Before I get startet on the answers, let me give you some more global feedback and tips from my perspective as a former instructor pilot and Top Gun graduate:

The most critical and decisive factor in A/A combat is the human component! If you put a layman in a modern Formula 1 car and let him drive against Formular 1 champions in historic cars, he will very probably still loose the race. He might even not get of the starting grid because of the very complicated clutch mechanism or at least drive very poor laptimes because he probably does not know about aerodynamics and when his car will provide the best performance at a given time. Here a quick example: I scored once a gun track against an US F-16 in my old and inferior Phantom II, flying at Red Flag as Red Air at that time. The guy was totally overloaded with his systems and maneuvered his jet poorly.

There are three things that will decide an A/A combat. All of them are happening way before the actual engagement. All of them are influenced by yourself!:
First you need to know perfectly how your own weapon system works. In all details and aspects that can or will influence the engagement. The HOTAS of the Typhoon for example has more then 40 switch/button combinations. Not all of them are necessary at all times. But if you mix them up at the wrong time you will destroy your best situational awareness or employ the wrong (or no) weapon.
Second is your proficiency and continuity in training. A/A combat is all about deeply drilled reflexes and experiences. The more the better. You need to be „ahead of the jet“ so that you can anticipate the next moments and actions necessary, not to be surprised by what is happening. You need to be able to direct the fight and not be in a position of being only able to react. This training needs to be monitored and judged by highly experienced people that will make you better. You need to debrief every move otherwise you provide yourself negative training and do not realise it.
Third you need to know your opponent. You need to know perfectly the opponents airframe and weapons capabilities and you need to know his training and tactics.
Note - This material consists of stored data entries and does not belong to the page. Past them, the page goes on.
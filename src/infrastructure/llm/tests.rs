//! Tests for LLM providers and configuration

use crate::infrastructure::llm::{
    build_provider, ChatCompletionsProvider, LLMConfig, LLMError, LLMMessage, LLMProvider, Role, LLM,
};

#[tokio::test]
#[ignore] // Requires GROQ_API_KEY environment variable
async fn test_groq_chat() {
    let config = LLMConfig::from_env();
    let api_key = config.api_key(LLMProvider::Groq).expect("GROQ_API_KEY not set");

    let provider = ChatCompletionsProvider::groq(api_key, None);

    let messages = vec![
        LLMMessage::system("You are a helpful assistant."),
        LLMMessage::user("What is 2+2?"),
    ];

    let response = provider.chat(messages, None, Some(0.7), Some(100))
        .await
        .expect("Chat request failed");

    assert!(!response.content.is_empty());
}

#[tokio::test]
async fn test_empty_key_is_rejected_before_network() {
    let provider = ChatCompletionsProvider::groq("", None);
    let result = provider.chat(vec![LLMMessage::user("hi")], None, None, None).await;
    assert!(matches!(result, Err(LLMError::MissingApiKey)));
}

#[test]
fn test_build_provider_requires_key() {
    let mut config = LLMConfig::default();
    config.groq_api_key = None;
    assert!(matches!(build_provider(&config), Err(LLMError::MissingApiKey)));

    config.groq_api_key = Some("gsk_test".to_string());
    let provider = build_provider(&config).expect("provider");
    assert_eq!(provider.name(), "groq");

    config.provider = LLMProvider::OpenAI;
    config.openai_api_key = Some("sk-test".to_string());
    assert_eq!(build_provider(&config).expect("provider").name(), "openai");
}

#[test]
fn test_provider_parse_accepts_legacy_env_names() {
    assert_eq!(LLMProvider::parse("dev"), Some(LLMProvider::Groq));
    assert_eq!(LLMProvider::parse("PROD"), Some(LLMProvider::OpenAI));
    assert_eq!(LLMProvider::parse("minimax"), None);
}

#[test]
fn test_llm_message_builder() {
    let msg = LLMMessage::user("Hello");
    assert_eq!(msg.role, Role::User);
    assert_eq!(msg.content, "Hello");

    let system_msg = LLMMessage::system("You are helpful.");
    assert_eq!(system_msg.role, Role::System);

    let wire = serde_json::to_value(&system_msg).unwrap();
    assert_eq!(wire["role"], "system");
}
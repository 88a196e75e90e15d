//! Keyword matching and query feature extraction

use once_cell::sync::Lazy;
use regex_lite::Regex;

/// Commonly searched suburbs
pub const KNOWN_SUBURBS: &[&str] = &[
    "avondale", "borrowdale", "mount pleasant", "westgate", "greendale", "warren park",
    "mambo", "highlands", "mbare", "glen view", "glen norah", "hatfield", "msasa",
    "waterfalls", "chitungwiza", "epworth", "ruwa", "norton", "chegutu", "kadoma",
    "alexandra park", "belvedere", "braeside", "eastlea", "greystone park", "hillside",
    "kambuzuma", "lochinvar", "marlborough", "newlands", "tynwald",
];

/// Zimbabwean cities and towns
pub const KNOWN_CITIES: &[&str] = &[
    "harare", "bulawayo", "mutare", "gweru", "kwekwe", "masvingo", "chitungwiza",
    "epworth", "ruwa", "norton", "chegutu", "kadoma", "marondera", "chinhoyi",
    "kariba", "victoria falls", "hwange", "chiredzi", "bindura", "rusape",
];

/// Cities with a central business district
pub const CBD_CITIES: &[&str] = &[
    "harare", "bulawayo", "mutare", "gweru", "kwekwe", "masvingo",
    "chitungwiza", "epworth", "ruwa", "chegutu", "kadoma", "marondera",
];

/// Words that mark a message as being about property
pub const PROPERTY_TERMS: &[&str] = &[
    "house", "houses", "home", "homes", "apartment", "apartments", "flat", "flats",
    "property", "properties", "room", "rooms", "airbnb", "guesthouse", "guest house",
    "rent", "rental", "listing", "listings", "bedroom", "bedrooms",
];

/// True when `term` occurs in `text` on word boundaries
pub fn contains_term(text: &str, term: &str) -> bool {
    if term.is_empty() {
        return false;
    }
    text.match_indices(term).any(|(start, matched)| {
        let end = start + matched.len();
        let before_ok = text[..start]
            .chars()
            .next_back()
            .map_or(true, |c| !c.is_alphanumeric());
        let after_ok = text[end..]
            .chars()
            .next()
            .map_or(true, |c| !c.is_alphanumeric());
        before_ok && after_ok
    })
}

pub fn contains_any(text: &str, terms: &[&str]) -> bool {
    terms.iter().any(|t| contains_term(text, t))
}

/// Terms from `terms` present in `text`, in list order
pub fn matching_terms(text: &str, terms: &[&str]) -> Vec<String> {
    terms
        .iter()
        .filter(|t| contains_term(text, t))
        .map(|t| t.to_string())
        .collect()
}

pub fn mentions_property(text: &str) -> bool {
    contains_any(text, PROPERTY_TERMS)
}

/// Locations found in a query, split by how they should be matched
#[derive(Debug, Clone, Default, PartialEq)]
pub struct LocationInfo {
    pub suburbs: Vec<String>,
    pub cities: Vec<String>,
    /// Names that are both a suburb and a town
    pub ambiguous: Vec<String>,
}

impl LocationInfo {
    pub fn is_empty(&self) -> bool {
        self.suburbs.is_empty() && self.cities.is_empty() && self.ambiguous.is_empty()
    }

    pub fn names(&self) -> Vec<String> {
        self.suburbs
            .iter()
            .chain(self.cities.iter())
            .chain(self.ambiguous.iter())
            .cloned()
            .collect()
    }
}

pub fn extract_locations(text: &str) -> LocationInfo {
    let suburbs = matching_terms(text, KNOWN_SUBURBS);
    let cities = matching_terms(text, KNOWN_CITIES);

    let ambiguous: Vec<String> = suburbs
        .iter()
        .filter(|s| cities.contains(s))
        .cloned()
        .collect();

    LocationInfo {
        suburbs: suburbs.into_iter().filter(|s| !ambiguous.contains(s)).collect(),
        cities: cities.into_iter().filter(|c| !ambiguous.contains(c)).collect(),
        ambiguous,
    }
}

/// Canonical property type named in the query
pub fn detect_property_type(text: &str) -> Option<&'static str> {
    const TYPES: &[(&str, &[&str])] = &[
        ("guesthouse", &["guesthouse", "guesthouses", "guest house", "guest houses"]),
        ("airbnb", &["airbnb", "airbnbs"]),
        ("apartment", &["apartment", "apartments", "flat", "flats"]),
        ("house", &["house", "houses", "home", "homes"]),
        ("room", &["room", "rooms"]),
    ];

    TYPES
        .iter()
        .find(|(_, words)| contains_any(text, words))
        .map(|(name, _)| *name)
}

const AMOUNT: &str = r"\$?(\d+(?:,\d{3})*(?:\.\d+)?)";

static PRICE_PATTERNS: Lazy<Vec<Regex>> = Lazy::new(|| {
    [
        format!(r"below\s+{AMOUNT}"),
        format!(r"under\s+{AMOUNT}"),
        format!(r"less\s+than\s+{AMOUNT}"),
        format!(r"up\s+to\s+{AMOUNT}"),
        format!(r"max(?:imum)?\s+{AMOUNT}"),
        format!(r"{AMOUNT}\s+or\s+less"),
        format!(r"{AMOUNT}\s+and\s+below"),
        format!(r"cheaper\s+than\s+{AMOUNT}"),
        format!(r"no\s+more\s+than\s+{AMOUNT}"),
        format!(r"within\s+{AMOUNT}"),
    ]
    .iter()
    .filter_map(|p| Regex::new(p).ok())
    .collect()
});

/// Upper price bound expressed in the query ("under $500", "1,000 or less")
pub fn extract_max_price(text: &str) -> Option<f64> {
    PRICE_PATTERNS.iter().find_map(|re| {
        re.captures(text)
            .and_then(|caps| caps.get(1))
            .and_then(|m| m.as_str().replace(',', "").parse::<f64>().ok())
    })
}

/// Capitalize each word ("mount pleasant" -> "Mount Pleasant")
pub fn title_case(s: &str) -> String {
    s.split_whitespace()
        .map(|word| {
            let mut chars = word.chars();
            match chars.next() {
                Some(first) => first.to_uppercase().chain(chars).collect(),
                None => String::new(),
            }
        })
        .collect::<Vec<_>>()
        .join(" ")
}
You need to know your weapon systems advantages in comparison to that specific opponent to profit from them and you need to know your disadvantages to avoid them. Depending on the scenario you are facing, this could be a lot of different platforms.

I know that most flight simmer in this community are very aware of all of that. But some new guys are probably (and hopefully) joining the community constantly. And for all of us it is still true and necessary: train as much and as hard as you can. A dog fight is over in seconds. The training for it takes a life time!

So as a first conclusion: it takes a lot of time and dedication to reach that level of proficiency. Do not be frustrated if it does not work out within a day. You will loose initially also against inferior platforms – but that will change as soon as you get well acquainted with your system. And if you did your best according to my three bullet points – as your opponent might as well has - finally the weapon system you are operating will make the difference. And exactly for that time it is a big advantage when you are sitting in a Eurofighter Typhoon!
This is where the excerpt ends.